On Friday, September 30, Freshwater Land Trust and the Alabama Forestry Foundation hosted an all-day endangered species tour, highlighting six endangered species habitats in Jefferson County, stretching from Bessemer to Pinson.
Through this event, we hoped to give participants an opportunity to connect and learn more about the work being done to protect endemic aquatic life, especially the watercress, rush, and vermilion darters.
We are thrilled that over thirty individuals attended the tour! Throughout the day, attendees built new relationships, asked great questions, and brainstormed ways to continue building partnerships that advance species conservation in Jefferson County. We’d like to thank the Alabama Forestry Foundation for sponsoring the tour and our speakers and attendees for taking the time to join us.
Working together is essential if we want to make a lasting positive impact on our natural environment. We are especially grateful that the following individuals were willing to share their expertise on this year’s tour:
- Dr. Mike Howell (Samford University)
- Dr. Bernie Kuhajda (Tennessee Aquarium Conservation Institute)
- Bob Green and the congregation at Faith Apostolic Church
- Nelson Brooke (Black Warrior Riverkeeper)
- Dr. Scot Duncan (Alabama Audubon)
- Dylan Shaw (Alabama Power)
- Jeffrey Drummond (U.S. Fish and Wildlife Service)
- Charles Yeager (Turkey Creek Nature Preserve)
- Brad Nail (Alabama Forestry Association)
Stop 1: Thomas Springs
In 1980, the Watercress Darter National Wildlife Refuge was created at Thomas Springs. Nestled in a suburban subdivision, the watercress darter flourishes in a man-made pond just below the spring. The watercress darter exists only in Jefferson County, and Thomas Springs is one of its six habitats.

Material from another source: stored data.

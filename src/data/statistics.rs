// ============================================================
// Layer 4 — Span-Type Statistics
// ============================================================
// How many final answers ended up with each span type. Computed over
// the first answer of every qa, so the histogram total always equals
// the number of qas in the dataset.

use serde::{Deserialize, Serialize};
use std::collections::BTreeMap;

use crate::domain::qa_pair::SquadDataset;

/// Bucket for answers that carry no `span_type` tag
pub const UNTAGGED: &str = "untagged";

#[derive(Debug, Clone, Default, PartialEq, Eq, Serialize, Deserialize)]
pub struct SpanHistogram {
    counts: BTreeMap<String, usize>,
}

impl SpanHistogram {
    pub fn from_dataset(dataset: &SquadDataset) -> Self {
        let mut counts = BTreeMap::new();
        for qa in dataset.qas() {
            let span_type = qa
                .answers
                .first()
                .and_then(|a| a.span_type.as_deref())
                .unwrap_or(UNTAGGED);
            *counts.entry(span_type.to_string()).or_insert(0) += 1;
        }
        Self { counts }
    }

    pub fn get(&self, span_type: &str) -> usize {
        self.counts.get(span_type).copied().unwrap_or(0)
    }

    pub fn total(&self) -> usize {
        self.counts.values().sum()
    }

    pub fn iter(&self) -> impl Iterator<Item = (&str, usize)> {
        self.counts.iter().map(|(k, v)| (k.as_str(), *v))
    }
}
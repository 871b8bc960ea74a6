// ============================================================
// Layer 3 — Document Domain Types
// ============================================================
// A document of the parallel corpus: the full passage plus an
// ordered list of summary sentences. Questions were generated from
// those sentences, which is what alignment recovers.

use serde::{Deserialize, Serialize};
use std::collections::HashMap;

use crate::domain::brackets::NormalizedText;

/// One record of the raw document/summary corpus, as read from disk.
#[derive(Debug, Clone, Serialize, Deserialize)]
pub struct CorpusRecord {
    pub uid: String,

    /// The full passage text
    pub document: String,

    /// Summary sentences, untokenized
    pub summary: Vec<String>,
}

impl CorpusRecord {
    pub fn new(
        uid:      impl Into<String>,
        document: impl Into<String>,
        summary:  Vec<String>,
    ) -> Self {
        Self {
            uid:      uid.into(),
            document: document.into(),
            summary,
        }
    }
}

/// A document whose summary sentences have been tokenized and
/// bracket-normalized. Immutable once built.
#[derive(Debug, Clone, PartialEq, Serialize, Deserialize)]
pub struct SummaryDocument {
    pub document: String,
    pub summary:  Vec<NormalizedText>,
}

/// Lookup from document uid to its tokenized summary.
#[derive(Debug, Clone, Default, PartialEq)]
pub struct SummaryStore {
    docs: HashMap<String, SummaryDocument>,
}

impl SummaryStore {
    pub fn new() -> Self {
        Self::default()
    }

    /// Insert a document; a later record with the same uid replaces the
    /// earlier one.
    pub fn insert(&mut self, uid: impl Into<String>, doc: SummaryDocument) {
        self.docs.insert(uid.into(), doc);
    }

    pub fn get(&self, uid: &str) -> Option<&SummaryDocument> {
        self.docs.get(uid)
    }

    pub fn len(&self) -> usize {
        self.docs.len()
    }

    pub fn is_empty(&self) -> bool {
        self.docs.is_empty()
    }

    pub fn iter(&self) -> impl Iterator<Item = (&String, &SummaryDocument)> {
        self.docs.iter()
    }
}

impl FromIterator<(String, SummaryDocument)> for SummaryStore {
    fn from_iter<I: IntoIterator<Item = (String, SummaryDocument)>>(iter: I) -> Self {
        Self { docs: iter.into_iter().collect() }
    }
}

Stop 2: Seven Springs at Faith Apostolic Church
In 2005, Faith Apostolic Church and Freshwater Land Trust formed a partnership to protect Seven Springs. Together, we enhanced the watercress darter’s habitat by removing vegetation along the spring run to allow adequate sunlight to reach aquatic plants. We also created a nature sanctuary, mediation garden, and community educational resource.
Learn more: 2010 article on Bishop Heron Johnson and Faith Apostolic’s efforts. You can also visit Faith Apostolic’s website.
Stop 3: Roebuck Springs
Roebuck Springs is another home of the watercress darter. U.S. Fish and Wildlife Service and Freshwater Land Trust began facilitating the springs’ restoration after a dam removal in 2008. Today, bioswales and wetland plants help effectively slow and filter stormwater, keeping Roebuck Springs cool and clean so the watercress darter can thrive.

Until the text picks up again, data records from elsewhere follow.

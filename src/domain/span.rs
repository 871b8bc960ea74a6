// ============================================================
// Layer 3 — Answer Spans
// ============================================================
// An answer is a half-open character range [start, end) into the
// paragraph context. Offsets count Unicode scalar values, the same
// unit the QA files were produced with, so they cannot be used to
// slice a Rust `&str` directly; use `char_slice`.

use serde::{Deserialize, Serialize};

use crate::domain::error::{CorpusError, CorpusResult};

/// Which summary sentence a question was generated from.
///
/// Serialised as the sentence index, or -1 when unresolved.
#[derive(Debug, Clone, Copy, PartialEq, Eq, Hash, Serialize, Deserialize)]
#[serde(from = "i64", into = "i64")]
pub enum SummaryIdx {
    Sentence(usize),
    Unresolved,
}

impl From<i64> for SummaryIdx {
    fn from(v: i64) -> Self {
        usize::try_from(v).map_or(SummaryIdx::Unresolved, SummaryIdx::Sentence)
    }
}

impl From<SummaryIdx> for i64 {
    fn from(idx: SummaryIdx) -> Self {
        match idx {
            SummaryIdx::Sentence(i) => i as i64,
            SummaryIdx::Unresolved  => -1,
        }
    }
}

/// Half-open character range.
#[derive(Debug, Clone, Copy, PartialEq, Eq)]
pub struct Span {
    pub start: usize,
    pub end:   usize,
}

impl Span {
    pub fn new(start: usize, end: usize) -> Self {
        Self { start, end }
    }

    /// Containment with at least one strict boundary. Equal ranges never
    /// qualify.
    pub fn strictly_contains(&self, other: &Span) -> bool {
        (self.start < other.start && self.end >= other.end)
            || (self.start <= other.start && self.end > other.end)
    }
}

/// Slice `text` by character offsets. `None` when out of range.
pub fn char_slice(text: &str, start: usize, end: usize) -> Option<&str> {
    if start > end {
        return None;
    }
    let mut indices = text.char_indices().map(|(i, _)| i).chain(std::iter::once(text.len()));
    let from = indices.nth(start)?;
    let to   = if end == start { from } else { indices.nth(end - start - 1)? };
    Some(&text[from..to])
}

/// One answer of one span-type layer, with the question it came from
/// (as read, not normalized).
#[derive(Debug, Clone, PartialEq)]
pub struct AnswerRange {
    pub span:      Span,
    pub text:      String,
    pub span_type: String,
    pub question:  String,
}

impl AnswerRange {
    /// Build a range from an `answer_start` and its text, checking that
    /// the text really sits at that offset in `context`.
    pub fn new(
        qid:       &str,
        context:   &str,
        start:     usize,
        text:      impl Into<String>,
        span_type: impl Into<String>,
        question:  impl Into<String>,
    ) -> CorpusResult<Self> {
        let text = text.into();
        let len  = text.chars().count();
        if len == 0 {
            return Err(CorpusError::EmptyAnswer { qid: qid.to_string(), start });
        }
        let range = Self {
            span: Span::new(start, start + len),
            text,
            span_type: span_type.into(),
            question: question.into(),
        };
        range.verify(qid, context)?;
        Ok(range)
    }

    /// Check `text == context[start..end]`.
    pub fn verify(&self, qid: &str, context: &str) -> CorpusResult<()> {
        let found = char_slice(context, self.span.start, self.span.end);
        if found == Some(self.text.as_str()) {
            return Ok(());
        }
        Err(CorpusError::TextIntegrity {
            qid:   qid.to_string(),
            text:  self.text.clone(),
            start: self.span.start,
            end:   self.span.end,
            found: found.map(str::to_string),
        })
    }

    pub fn word_count(&self) -> usize {
        self.text.split_whitespace().count()
    }
}

// ─── Unit Tests ───────────────────────────────────────────────────────────────
#[cfg(test)]
mod tests {
    use super::*;

    #[test]
    fn test_equal_ranges_do_not_contain() {
        assert!(!Span::new(1, 5).strictly_contains(&Span::new(1, 5)));
    }

    #[test]
    fn test_wider_range_contains() {
        assert!(Span::new(0, 5).strictly_contains(&Span::new(1, 4)));
        assert!(!Span::new(1, 4).strictly_contains(&Span::new(0, 5)));
    }

    #[test]
    fn test_shared_boundary_contains() {
        assert!(Span::new(0, 4).strictly_contains(&Span::new(1, 4)));
        assert!(Span::new(1, 5).strictly_contains(&Span::new(1, 4)));
    }

    #[test]
    fn test_overlap_is_not_containment() {
        assert!(!Span::new(0, 3).strictly_contains(&Span::new(2, 5)));
    }

    #[test]
    fn test_char_slice_counts_characters() {
        let s = "Hà Nội là thủ đô";
        assert_eq!(char_slice(s, 3, 6), Some("Nội"));
        assert_eq!(char_slice(s, 0, 0), Some(""));
        assert_eq!(char_slice(s, 10, 16), Some("thủ đô"));
        assert_eq!(char_slice(s, 10, 17), None);
    }

    #[test]
    fn test_summary_idx_serde() {
        assert_eq!(serde_json::to_string(&SummaryIdx::Sentence(2)).unwrap(), "2");
        assert_eq!(serde_json::to_string(&SummaryIdx::Unresolved).unwrap(), "-1");
        let idx: SummaryIdx = serde_json::from_str("-1").unwrap();
        assert_eq!(idx, SummaryIdx::Unresolved);
    }

    #[test]
    fn test_answer_range_checks_context() {
        let ctx = "and a cat sat down";
        let ok  = AnswerRange::new("d1_0", ctx, 6, "cat", "NE", "q");
        assert_eq!(ok.unwrap().span, Span::new(6, 9));

        let bad = AnswerRange::new("d1_0", ctx, 5, "cat", "NE", "q");
        assert!(matches!(bad, Err(CorpusError::TextIntegrity { .. })));
    }

    #[test]
    fn test_empty_answer_rejected() {
        let r = AnswerRange::new("d1_0", "abc", 1, "", "NE", "q");
        assert!(matches!(r, Err(CorpusError::EmptyAnswer { .. })));
    }
}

Learn more: 2018 article on our habitat enhancement project.
Stop 4: Highway 79
Driving down Highway 79, most people aren’t aware they’re traveling right past the habitat of the rush darter, a gold and brown-speckled fish. In 2003, the rush darter population was estimated to be less than 500 individuals, making them exceptionally rare. They are doing surprisingly well given their location in a highly traveled, industrialized area.
Stop 5: Penny (Tapawingo) Springs
Tapawingo Springs forms a tributary to Turkey Creek and is home to the rush, vermilion, and watercress darters. In the 1960s, Tapawingo was developed into a spring-fed pool known as “Tapawingo Plunge.” In 2002, Freshwater Land Trust removed a trailer park and the Plunge, restoring the natural hydrology and converting the land into a more natural state capable of supporting diverse plants and animals, including protected species.
Stop 6: Turkey Creek Nature Preserve
Forever Wild, Freshwater Land Trust, and the Southern Environmental Center worked together to protect and enhance 466 acres surrounding Turkey Creek. The preserve hosts education programs, provides opportunities for outdoor recreation, and sustains a population of vermilion darters. Recently, rush darters were recorded in the preserve as well.